The 'Short Wave' staff knows how to keep a daily pod sustainable

‘Short Wave’ host Emily Kwong, hard at work. All of the podcast is scripted.

You’ve launched a daily podcast. Congrats! Now you have to keep it going.

Short Wave, NPR’s daily science podcast, stays sustainable through careful planning, vigilance about burnout, and realistic expectations of how long a 15-minute podcast takes the staff to produce.

“People outside the industry think we produce an episode once a day,” producer Rebecca Ramirez says. Though the timeline varies, “sometimes episodes can take a few days to produce.”

“It takes two days for a pre-interview and interview preparation, and another day for scripting,” Ramirez says. “We script everything, even the ad libbing. A lot of the time, people think we are putting people in the studio, but it’s fully scripted.”

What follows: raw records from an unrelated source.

//! Cooperative stop signal

use tokio::sync::watch;

/// Create a connected trigger/signal pair
pub fn shutdown_channel() -> (ShutdownTrigger, ShutdownSignal) {
    let (tx, rx) = watch::channel(false);
    (ShutdownTrigger { tx }, ShutdownSignal { rx })
}

/// Fires the stop request
#[derive(Debug)]
pub struct ShutdownTrigger {
    tx: watch::Sender<bool>,
}

impl ShutdownTrigger {
    /// Request a stop. Idempotent.
    pub fn trigger(&self) {
        self.tx.send_replace(true);
    }
}

/// Observes the stop request
#[derive(Debug, Clone)]
pub struct ShutdownSignal {
    rx: watch::Receiver<bool>,
}

impl ShutdownSignal {
    pub fn is_stopped(&self) -> bool {
        *self.rx.borrow()
    }

    /// Resolve once a stop has been requested.
    ///
    /// A dropped trigger can never fire, so this then stays pending.
    pub async fn stopped(&mut self) {
        let closed = self.rx.wait_for(|stopped| *stopped).await.is_err();
        if closed {
            std::future::pending::<()>().await;
        }
    }
}

#[cfg(test)]
mod tests {
    use super::*;
    use std::time::Duration;

    #[tokio::test]
    async fn test_trigger_wakes_signal() {
        let (trigger, mut signal) = shutdown_channel();
        assert!(!signal.is_stopped());

        let waiter = tokio::spawn(async move {
            signal.stopped().await;
            signal.is_stopped()
        });
        trigger.trigger();

        assert!(waiter.await.unwrap());
    }

    #[tokio::test(start_paused = true)]
    async fn test_dropped_trigger_never_fires() {
        let (trigger, mut signal) = shutdown_channel();
        drop(trigger);

        let result = tokio::time::timeout(Duration::from_secs(1), signal.stopped()).await;
        assert!(result.is_err());
        assert!(!signal.is_stopped());
    }
}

The tracking session between the host and reporter can last 30 to 40 minutes, then cutting together the material adds two to three hours.

‘Short Wave’ producers Brit Hanson, left, and Rebecca Ramirez, right, also hard at work.

Since audio production is a process of layering, every aspect of complexity added — edits, snippets of music, sound effects — lengthens the process of creation.

Take adding music: “Scoring is a long process, especially when you don’t want to use the same music” as in past episodes, Ramirez says.

Many news and narrative podcasts have to plan days, weeks and even months out to balance program expectations with staffing and avoid burnout, which can hinder creativity.

The Short Wave team was “treading water” when they revamped their planning process, producer Brit Hanson says. They now schedule months ahead, with a calendar that “allows us to work backwards” to set achievable deadlines.

“There is a rhythm, and our workflow is much smoother,” Hanson says.

Camaraderie and a willingness to ask for help are also keys to sustainability, with the entire staff attempting to balance the workload so no one feels overwhelmed.

“Nothing bad will happen to me if I admit what my weaknesses are,” Hanson says. “When a producer is slammed, we help each other out.”

Argin Hutchins is the NPR Training team's Audio Production Trainer.